Tekrar yazayım; Kilimli Belediye Meclis listesini Ali Aslankılıç tek başına, kimseye danışmadan yapmış ve Kilimli İlçe yönetimine dayatmıştır.. .

                İşte bu listeyi yaparken de bir seçim önce (2009) AKP’li Seçkin Özdemir’in yanında yer almış kişilerden biri olan Mesut Şalvarcıoğlu’nu da kadrosuna kattı..  Bu işin günahı; AKP hayranı Mesut Şalvarcıoğlu’nu  CHP’ye getirip  Belediye Meclis üyesi yapan Ali Aslankılıç ve itiraz etmeyen ilçe başkan ve yönetiminin boynundadır.

                Şalvarcıoğlu istifasını modaya uyarak sosyal medya hesabından yapmış.. İstifasında CHP’yi öğrenmeye bile gerek duymadığı ilkelerine uymamakla suçlamış..

                Beyefendi şöyle demiş; “Millet ve vatan sevdalısı olarak çıktığım bu siyaset yolunda devletimizin kurucusu Mustafa Kemal Atatürk'ün kurduğu Cumhuriyet Halk Partisi’nde mücadele verirken; bugün geldiğim bu noktada gördüm ki partimiz altı okta işaret edildiği gibi ne devletçi, ne cumhuriyetçi, ne laik, ne halkçı, nede milliyetçi bir çizgide değil.

                Bu ilkelerin ne olduğunu, saydıklarının içinde ne var desen iki kelime edemez. Belli ki yazılıp eline tutuşturulmuş..

                CHP Belediye meclis üyesi yapılmış ama 6 ok’un neleri sembol ettiğini yazamamış .. Aklı beş tanesini ezberleye yetmiş..

                Devam etmiş Şalvarcıoğlu; “Parti menfaatleri ülke menfaatlerinin önüne geçmiş, iktidar olamamanın hırsı ile marjinal sol, hatta marjinal kürt siyaseti izlemeye başlamıştır. Kandil’deki "it" bile CHP'ye birlikte hareket etmeyi teklif ettiği bir dönemde bu çatı altında durmamın artık mümkün olmadığını gördüm.”

                Şimdi bu açıklamanın neresini düzelteceksiniz ki..! Eline verip açıkladığı bu cümlelere kendisi de inanmıyor ki; İnanmış olsa bu cümlelerde anlatmaya çalıştığına somut bir örnek verir…  Açıklamasında bundan sonra anlattıkları ise hikaye..

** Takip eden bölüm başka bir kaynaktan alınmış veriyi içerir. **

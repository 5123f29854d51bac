//! Daily Check-In Questions Page

use leptos::prelude::*;
use list_manager::capitalize;
use web_sys::SubmitEvent;

use super::{modal_title, session_api, submit_label};
use crate::api::{DailyQuestions, QUESTION_STATUSES};
use crate::components::{
    Modal, PageSizeSelect, Pagination, RowActions, SearchBar, SelectField, TableBody, TextArea,
};
use crate::format::display_date;
use crate::list_handle::use_list;

#[component]
pub fn DailyQuestionsPage() -> impl IntoView {
    let (api, _) = session_api();
    let list = use_list(DailyQuestions::new(api));

    let title = Signal::derive(move || modal_title(list.modal_mode(), "question"));
    let on_submit = move |ev: SubmitEvent| {
        ev.prevent_default();
        list.submit();
    };

    view! {
        <section class="page">
            <div class="page-header">
                <h2>"Daily Check-In Questions"</h2>
                <button class="btn btn-primary" on:click=move |_| list.open_create()>
                    "Add Question"
                </button>
            </div>
            <div class="list-controls">
                <PageSizeSelect value=list.page_size_signal() on_change=list.page_size_callback() />
                <SearchBar value=list.search_signal() on_search=list.search_callback() />
            </div>
            <table class="data-table">
                <thead>
                    <tr>
                        <th>"#"</th>
                        <th>"Question"</th>
                        <th>"Status"</th>
                        <th>"Created"</th>
                        <th>"Actions"</th>
                    </tr>
                </thead>
                <TableBody status=list.status_signal() columns=5>
                    {move || {
                        let offset = list.page_offset();
                        list.page_items()
                            .into_iter()
                            .enumerate()
                            .map(|(index, question)| {
                                let id = question.id;
                                let record = question.clone();
                                view! {
                                    <tr>
                                        <td>{offset + index + 1}</td>
                                        <td>{question.question.clone()}</td>
                                        <td>{capitalize(&question.status)}</td>
                                        <td>{display_date(question.created_at.as_deref())}</td>
                                        <RowActions
                                            on_edit=Callback::new(move |_| list.open_edit(record.clone()))
                                            on_delete=Callback::new(move |_| list.delete(id))
                                            busy=list.busy_signal()
                                        />
                                    </tr>
                                }
                            })
                            .collect_view()
                    }}
                </TableBody>
            </table>
            <Pagination page=list.page_signal() total=list.total_signal() on_change=list.page_callback() />
            <Modal
                open=list.modal_open_signal()
                title=title
                on_close=list.close_callback()
                error=list.modal_error_signal()
            >
                <form class="modal-form" on:submit=on_submit>
                    <TextArea
                        label="Question"
                        value=list.field_signal("question")
                        on_input=list.field_callback("question")
                    />
                    <SelectField
                        label="Status"
                        value=list.field_signal("status")
                        on_change=list.field_callback("status")
                        options=QUESTION_STATUSES
                        placeholder="Select status".to_string()
                    />
                    <div class="modal-actions">
                        <button type="button" class="btn" on:click=move |_| list.close_modal()>
                            "Cancel"
                        </button>
                        <button type="submit" class="btn btn-primary" prop:disabled=move || list.is_busy()>
                            {move || submit_label(list.is_busy(), list.modal_mode())}
                        </button>
                    </div>
                </form>
            </Modal>
        </section>
    }
}
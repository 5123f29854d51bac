//! Pagination Math
//!
//! Pages are 1-based. An empty list still has one (empty) page.

use std::ops::Range;

/// Page sizes offered by the "Show" selector
pub const PAGE_SIZE_OPTIONS: [usize; 4] = [5, 10, 20, 50];

/// `max(1, ceil(len / page_size))`
pub fn total_pages(len: usize, page_size: usize) -> usize {
    let size = page_size.max(1);
    len.div_ceil(size).max(1)
}

/// Clamp a requested page (possibly zero or negative) into `[1, total]`.
pub fn clamp_page(requested: i64, total: usize) -> usize {
    let total = total.max(1);
    if requested < 1 {
        1
    } else {
        (requested as u64).min(total as u64) as usize
    }
}

/// Index range of `page` within a list of `len` items.
pub fn page_range(page: usize, page_size: usize, len: usize) -> Range<usize> {
    let size = page_size.max(1);
    let start = page.saturating_sub(1).saturating_mul(size).min(len);
    let end = start.saturating_add(size).min(len);
    start..end
}

#[cfg(test)]
mod tests {
    use super::*;

    #[test]
    fn test_total_pages() {
        assert_eq!(total_pages(0, 10), 1);
        assert_eq!(total_pages(10, 10), 1);
        assert_eq!(total_pages(11, 10), 2);
        assert_eq!(total_pages(23, 10), 3);
        assert_eq!(total_pages(3, 0), 3);
    }

    #[test]
    fn test_clamp_page_boundaries() {
        assert_eq!(clamp_page(0, 3), 1);
        assert_eq!(clamp_page(-4, 3), 1);
        assert_eq!(clamp_page(2, 3), 2);
        assert_eq!(clamp_page(9, 3), 3);
        assert_eq!(clamp_page(i64::MAX, 3), 3);
        assert_eq!(clamp_page(5, 0), 1);
    }

    #[test]
    fn test_last_page_range() {
        assert_eq!(page_range(3, 10, 23), 20..23);
        assert_eq!(page_range(1, 10, 23), 0..10);
        assert_eq!(page_range(4, 10, 23), 23..23);
        assert_eq!(page_range(1, 10, 0), 0..0);
    }
}
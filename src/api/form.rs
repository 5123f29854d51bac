//! Multipart Bodies
//!
//! `FormFields` → browser `FormData`. Text fields are appended as-is,
//! attachments as named files; empty attachments are left out.

use list_manager::{Attachment, FieldValue, FormFields, ListError, ListResult};
use wasm_bindgen::JsValue;
use web_sys::{Blob, BlobPropertyBag, FormData};

fn js_error(context: &str, err: JsValue) -> ListError {
    ListError::Transport(format!("{}: {:?}", context, err))
}

fn to_blob(file: &Attachment) -> ListResult<Blob> {
    let bytes = js_sys::Uint8Array::from(file.bytes.as_slice());
    let parts = js_sys::Array::of1(&bytes);
    let options = BlobPropertyBag::new();
    options.set_type(&file.mime_type);
    Blob::new_with_u8_array_sequence_and_options(&parts, &options).map_err(|e| js_error("blob", e))
}

pub fn to_form_data(fields: &FormFields) -> ListResult<FormData> {
    let form = FormData::new().map_err(|e| js_error("form data", e))?;
    for (name, value) in fields.iter() {
        match value {
            FieldValue::Text(text) => form
                .append_with_str(name, text)
                .map_err(|e| js_error(name, e))?,
            FieldValue::File(file) if file.is_empty() => {}
            FieldValue::File(file) => form
                .append_with_blob_and_filename(name, &to_blob(file)?, &file.file_name)
                .map_err(|e| js_error(name, e))?,
        }
    }
    Ok(form)
}
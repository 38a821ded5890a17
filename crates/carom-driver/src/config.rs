use serde::{Deserialize, Serialize};
use tracing::debug;

use carom_core::table::{TABLE_HEIGHT, TABLE_WIDTH, Table};

/// Runtime settings for the session loop.
///
/// Every field has a default, so a config file only needs to name the
/// values it overrides.
#[derive(Debug, Clone, Serialize, Deserialize, PartialEq)]
#[serde(default)]
pub struct CaromConfig {
    /// Playfield width in pixels.
    pub table_width: f32,
    /// Playfield height in pixels.
    pub table_height: f32,
    /// Target simulation frames per second.
    pub frame_rate: u32,
}

impl Default for CaromConfig {
    fn default() -> Self {
        Self {
            table_width: TABLE_WIDTH,
            table_height: TABLE_HEIGHT,
            frame_rate: 60,
        }
    }
}

impl CaromConfig {
    /// Load configuration from the path in `CAROM_CONFIG`, falling back
    /// to `config/carom.toml`, falling back to built-in defaults.
    pub fn load() -> Self {
        let path =
            std::env::var("CAROM_CONFIG").unwrap_or_else(|_| "config/carom.toml".to_string());

        if let Ok(contents) = std::fs::read_to_string(&path)
            && let Ok(config) = toml::from_str::<Self>(&contents)
        {
            debug!(path = %path, "loaded configuration");
            return config;
        }

        debug!("using default configuration");
        Self::default()
    }

    pub fn table(&self) -> Table {
        Table::new(self.table_width, self.table_height)
    }
}
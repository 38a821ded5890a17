use std::env;

use tokio::time::{Duration, Instant, sleep_until, timeout};
use tracing::info;
use tracing_subscriber::EnvFilter;

use carom_driver::config::CaromConfig;
use carom_driver::session::{SessionCommand, spawn_session};
use carom_driver::{ShotParams, Status};

/// Usage: carom [speed] [angle] [radius] [seconds]
///
/// Arguments are positional and optional; anything missing or
/// unparseable falls back to the default shot and a 10 second budget.
fn parse_arg(args: &[String], index: usize, fallback: f32) -> f32 {
    args.get(index)
        .and_then(|raw| raw.parse::<f32>().ok())
        .filter(|value| value.is_finite())
        .unwrap_or(fallback)
}

#[tokio::main]
async fn main() {
    tracing_subscriber::fmt()
        .with_env_filter(EnvFilter::from_default_env())
        .init();

    let args: Vec<String> = env::args().collect();
    let defaults = ShotParams::default();
    let params = ShotParams {
        speed: parse_arg(&args, 1, defaults.speed),
        angle_deg: parse_arg(&args, 2, defaults.angle_deg),
        radius: parse_arg(&args, 3, defaults.radius),
    };
    let budget = Duration::from_secs_f32(parse_arg(&args, 4, 10.0).clamp(0.0, 86_400.0));

    let config = CaromConfig::load();
    info!(
        table_width = config.table_width,
        table_height = config.table_height,
        frame_rate = config.frame_rate,
        "carom starting"
    );

    let (commands, mut snapshots, session) = spawn_session(&config);
    if commands.send(SessionCommand::Start(params)).is_err() {
        return;
    }

    let deadline = Instant::now() + budget;
    loop {
        tokio::select! {
            changed = snapshots.changed() => {
                if changed.is_err() {
                    break;
                }
                let snapshot = snapshots.borrow_and_update().clone();
                if snapshot.status == Status::Settled {
                    if let Some(ball) = snapshot.ball {
                        info!(x = ball.position.x, y = ball.position.y, "ball settled");
                    }
                    break;
                }
            }
            _ = sleep_until(deadline) => {
                info!(seconds = budget.as_secs_f32(), "time budget spent, pausing");
                let _ = commands.send(SessionCommand::Pause);
                let _ = timeout(Duration::from_millis(250), async {
                    while snapshots.changed().await.is_ok() {
                        if snapshots.borrow_and_update().status == Status::Paused {
                            break;
                        }
                    }
                })
                .await;
                break;
            }
        }
    }

    let last = snapshots.borrow().clone();
    info!(status = %last.status, speed = last.speed, "final state");

    let _ = commands.send(SessionCommand::Stop);
    let _ = session.await;
}
pub mod physics;
pub mod table;
pub mod vec2;
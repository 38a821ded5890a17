use tokio::sync::{mpsc, watch};
use tokio::task::JoinHandle;
use tokio::time::{Duration, Instant, MissedTickBehavior, interval};
use tracing::info;

use crate::config::CaromConfig;
use crate::scheduler::CountedFrames;
use crate::{Driver, ShotParams, Snapshot};

/// Control messages accepted by a running session.
#[derive(Debug, Clone, PartialEq)]
pub enum SessionCommand {
    /// Launch a ball, replacing any live shot. Raw parameters are
    /// sanitized here at the edge.
    Start(ShotParams),
    Pause,
    Reset,
    /// Shut the session down.
    Stop,
}

/// Spawn the session loop on the tokio runtime.
///
/// Returns the command channel, a watch receiver that always holds the
/// latest [`Snapshot`], and the loop's join handle. Dropping the sender
/// also shuts the session down.
pub fn spawn_session(
    config: &CaromConfig,
) -> (
    mpsc::UnboundedSender<SessionCommand>,
    watch::Receiver<Snapshot>,
    JoinHandle<()>,
) {
    let (command_tx, command_rx) = mpsc::unbounded_channel();
    let driver = Driver::new(CountedFrames::default(), config.table());
    let (snapshot_tx, snapshot_rx) = watch::channel(driver.snapshot());
    let frame_rate = config.frame_rate.max(1);

    let handle = tokio::spawn(run_session(driver, command_rx, snapshot_tx, frame_rate));

    (command_tx, snapshot_rx, handle)
}

async fn run_session(
    mut driver: Driver<CountedFrames>,
    mut commands: mpsc::UnboundedReceiver<SessionCommand>,
    snapshots: watch::Sender<Snapshot>,
    frame_rate: u32,
) {
    let epoch = Instant::now();
    let mut ticker = interval(Duration::from_secs_f64(1.0 / f64::from(frame_rate)));
    ticker.set_missed_tick_behavior(MissedTickBehavior::Skip);

    info!(frame_rate, "session started");

    loop {
        tokio::select! {
            _ = ticker.tick() => {
                // Ticks only matter while the driver has a frame on order.
                if driver.frame_requested() {
                    let now_ms = epoch.elapsed().as_secs_f64() * 1000.0;
                    driver.on_frame(now_ms);
                    let _ = snapshots.send(driver.snapshot());
                }
            }
            command = commands.recv() => {
                match command {
                    Some(SessionCommand::Start(params)) => driver.start(params.sanitized()),
                    Some(SessionCommand::Pause) => driver.pause(),
                    Some(SessionCommand::Reset) => driver.reset(),
                    Some(SessionCommand::Stop) | None => break,
                }
                let _ = snapshots.send(driver.snapshot());
            }
        }
    }

    info!("session stopped");
}
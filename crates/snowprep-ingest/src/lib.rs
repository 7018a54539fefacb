//! Ingestion for the complaint export translator.
//!
//! # Features
//!
//! - **Code Mapping**: Load the code → label table from `code_mapping.json`
//! - **Export Discovery**: Find the export at the fixed local path, else the
//!   newest copy anywhere under the temp root
//! - **CSV Loading**: Read the export into a Polars DataFrame with every
//!   column kept as text
//!
//! # Example
//!
//! ```ignore
//! use snowprep_ingest::{ExportLocator, load_code_mapping, read_export_table};
//! use snowprep_model::AppPaths;
//!
//! let mapping = load_code_mapping("code_mapping.json".as_ref())?;
//! let located = ExportLocator::new(&AppPaths::from_env()).locate()?;
//! let df = read_export_table(&located.path)?;
//! ```

mod csv;
mod error;
mod locator;
mod mapping;

// === Error Types ===
pub use error::{IngestError, Result};

// === Code Mapping ===
pub use mapping::load_code_mapping;

// === Export Discovery ===
pub use locator::{ExportCandidate, ExportLocator, ExportSource, LocatedExport, newest_candidate};

// === CSV Reading ===
pub use csv::{ensure_required_columns, read_export_table};
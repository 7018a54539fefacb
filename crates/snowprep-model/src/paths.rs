//! Application directory layout.

use std::path::{Path, PathBuf};

use crate::columns::{DATA_DIR_NAME, EXPORT_FILE_NAME, IMPORT_FILE_NAME};

/// Environment variable for overriding the application directory.
pub const APP_DIR_ENV_VAR: &str = "SNOWPREP_APP_DIR";

/// Paths derived from the application directory.
///
/// ```text
/// <app-dir>/data/airtable_export_final.csv   (local export)
/// <app-dir>/data/snowflake_import.csv        (translated output)
/// ```
#[derive(Debug, Clone, PartialEq, Eq)]
pub struct AppPaths {
    app_dir: PathBuf,
}

impl AppPaths {
    pub fn new(app_dir: impl Into<PathBuf>) -> Self {
        Self {
            app_dir: app_dir.into(),
        }
    }

    /// Resolve the application directory.
    ///
    /// Resolution order:
    /// 1. `SNOWPREP_APP_DIR` environment variable
    /// 2. the current working directory
    pub fn from_env() -> Self {
        match std::env::var_os(APP_DIR_ENV_VAR) {
            Some(dir) if !dir.is_empty() => Self::new(dir),
            _ => Self::new("."),
        }
    }

    pub fn app_dir(&self) -> &Path {
        &self.app_dir
    }

    pub fn data_dir(&self) -> PathBuf {
        self.app_dir.join(DATA_DIR_NAME)
    }

    /// Fixed local location checked before any temp scan.
    pub fn local_export(&self) -> PathBuf {
        self.data_dir().join(EXPORT_FILE_NAME)
    }

    pub fn import_output(&self) -> PathBuf {
        self.data_dir().join(IMPORT_FILE_NAME)
    }
}
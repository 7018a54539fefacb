//! Console verification report printed after a translation run.

use anyhow::{Result, bail};
use comfy_table::modifiers::UTF8_ROUND_CORNERS;
use comfy_table::presets::UTF8_FULL_CONDENSED;
use comfy_table::{Attribute, Cell, CellAlignment, Color, ContentArrangement, Table};
use polars::prelude::DataFrame;

use snowprep_model::{CODE_CATEGORY, CODES, COMPLAINT_NUMBER, SUBCATEGORY};
use snowprep_transform::{TranslationStats, column_values, first_example_value};

use crate::types::TranslateResult;

const SAMPLE_COLUMNS: [&str; 3] = [COMPLAINT_NUMBER, CODES, SUBCATEGORY];

/// A column's first non-`"[]"` cell, shown as proof of the output format.
#[derive(Debug, Clone, PartialEq, Eq)]
pub struct WorkedExample {
    pub column: &'static str,
    /// `None` for a null cell.
    pub value: Option<String>,
}

impl WorkedExample {
    pub fn display_value(&self) -> &str {
        self.value.as_deref().unwrap_or("null")
    }

    pub fn type_name(&self) -> &'static str {
        if self.value.is_some() { "str" } else { "null" }
    }
}

/// Prints the run header, the row sample, statistics, and worked examples.
///
/// Fails when every `Codes` cell (or `Code Category` cell, if present) is `"[]"`.
/// The output file has already been written at that point.
pub fn print_report(result: &TranslateResult, sample_rows: usize) -> Result<()> {
    println!("Mapping: {} ({} entries)", result.mapping_path.display(), result.mapping_entries);
    println!("Export: {}", result.export.path.display());
    println!("Output: {}", result.output_path.display());

    println!();
    println!("Sample of translations (first {sample_rows} rows):");
    println!("{}", sample_table(&result.table, sample_rows)?);

    println!();
    println!("{}", stats_table(&result.stats));

    for example in worked_examples(&result.table)? {
        println!();
        println!("{} example: {}", example.column, example.display_value());
        println!("Type: {}", example.type_name());
    }
    Ok(())
}

/// Table of the first `rows` rows of the sample columns. Nulls render empty.
pub fn sample_table(df: &DataFrame, rows: usize) -> Result<Table> {
    let mut table = Table::new();
    table.set_header(SAMPLE_COLUMNS.map(header_cell));
    apply_table_style(&mut table);

    let columns = SAMPLE_COLUMNS
        .iter()
        .map(|name| column_values(df, name))
        .collect::<snowprep_transform::Result<Vec<_>>>()?;
    for row in 0..rows.min(df.height()) {
        table.add_row(
            columns
                .iter()
                .map(|values| match values.get(row).cloned().flatten() {
                    Some(value) => Cell::new(value),
                    None => dim_cell(""),
                })
                .collect::<Vec<_>>(),
        );
    }
    Ok(table)
}

pub fn stats_table(stats: &TranslationStats) -> Table {
    let mut table = Table::new();
    table.set_header(vec![header_cell("Field"), header_cell("Outcome"), header_cell("Count")]);
    apply_table_style(&mut table);
    if let Some(column) = table.column_mut(2) {
        column.set_cell_alignment(CellAlignment::Right);
    }

    let mut rows = vec![
        ("Rows", "total", stats.rows),
        (CODES, "translated", stats.codes_translated),
        (CODES, "codes mapped", stats.codes_mapped),
        (CODES, "codes passed through", stats.codes_unmapped),
        (CODES, "empty", stats.codes_empty),
        (CODES, "null", stats.codes_missing),
        (SUBCATEGORY, "joined", stats.subcategories_joined),
        (SUBCATEGORY, "empty", stats.subcategories_empty),
        (SUBCATEGORY, "null", stats.subcategories_missing),
    ];
    if stats.has_code_category {
        rows.push((CODE_CATEGORY, "null filled", stats.code_categories_filled));
    }
    for (field, outcome, count) in rows {
        table.add_row(vec![Cell::new(field), Cell::new(outcome), Cell::new(count)]);
    }
    table.add_row(vec![
        Cell::new("Malformed").fg(Color::Yellow),
        Cell::new("normalized"),
        count_cell(stats.malformed_fields(), Color::Yellow),
    ]);
    table
}

/// Worked examples for `Codes` and, when the column exists, `Code Category`.
pub fn worked_examples(df: &DataFrame) -> Result<Vec<WorkedExample>> {
    let mut examples = Vec::new();
    for column in [CODES, CODE_CATEGORY] {
        if column == CODE_CATEGORY && df.column(CODE_CATEGORY).is_err() {
            continue;
        }
        match first_example_value(df, column)? {
            Some(value) => examples.push(WorkedExample { column, value }),
            None => bail!("every `{column}` value is \"[]\"; nothing to show as an example"),
        }
    }
    Ok(examples)
}

pub fn apply_table_style(table: &mut Table) {
    table
        .load_preset(UTF8_FULL_CONDENSED)
        .apply_modifier(UTF8_ROUND_CORNERS)
        .set_content_arrangement(ContentArrangement::Dynamic)
        .set_width(120);
}

fn header_cell(label: &str) -> Cell {
    Cell::new(label)
        .fg(Color::Cyan)
        .add_attribute(Attribute::Bold)
}

fn dim_cell(value: &str) -> Cell {
    Cell::new(value).fg(Color::DarkGrey)
}

fn count_cell(count: usize, color: Color) -> Cell {
    if count == 0 {
        dim_cell("0")
    } else {
        Cell::new(count).fg(color).add_attribute(Attribute::Bold)
    }
}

                Ancak yukarıdaki satırları hayranı olduğu AKP için kullansaydı daha doğru bir açıklama yapmış olurdu..

                Şalvarcıoğlu’nun bu açıklamasına daha sonra döneceğim..

                Bu istifa haberinden sonra birkaç gün,  acaba bu şahsı belediye meclis üyesi yapan Ali Aslankılıç açıklama yapacak mı diye bekledim…  Açıklama gelmedi.. Tabi ki Ali Başkanın umurunda değil.. Şalvarcıoğlu kendisi için teferruat .. CHP’nin bir üye kaybetmesinin ise Ali Başkanın umurunda olduğunu hiç sanmıyorum..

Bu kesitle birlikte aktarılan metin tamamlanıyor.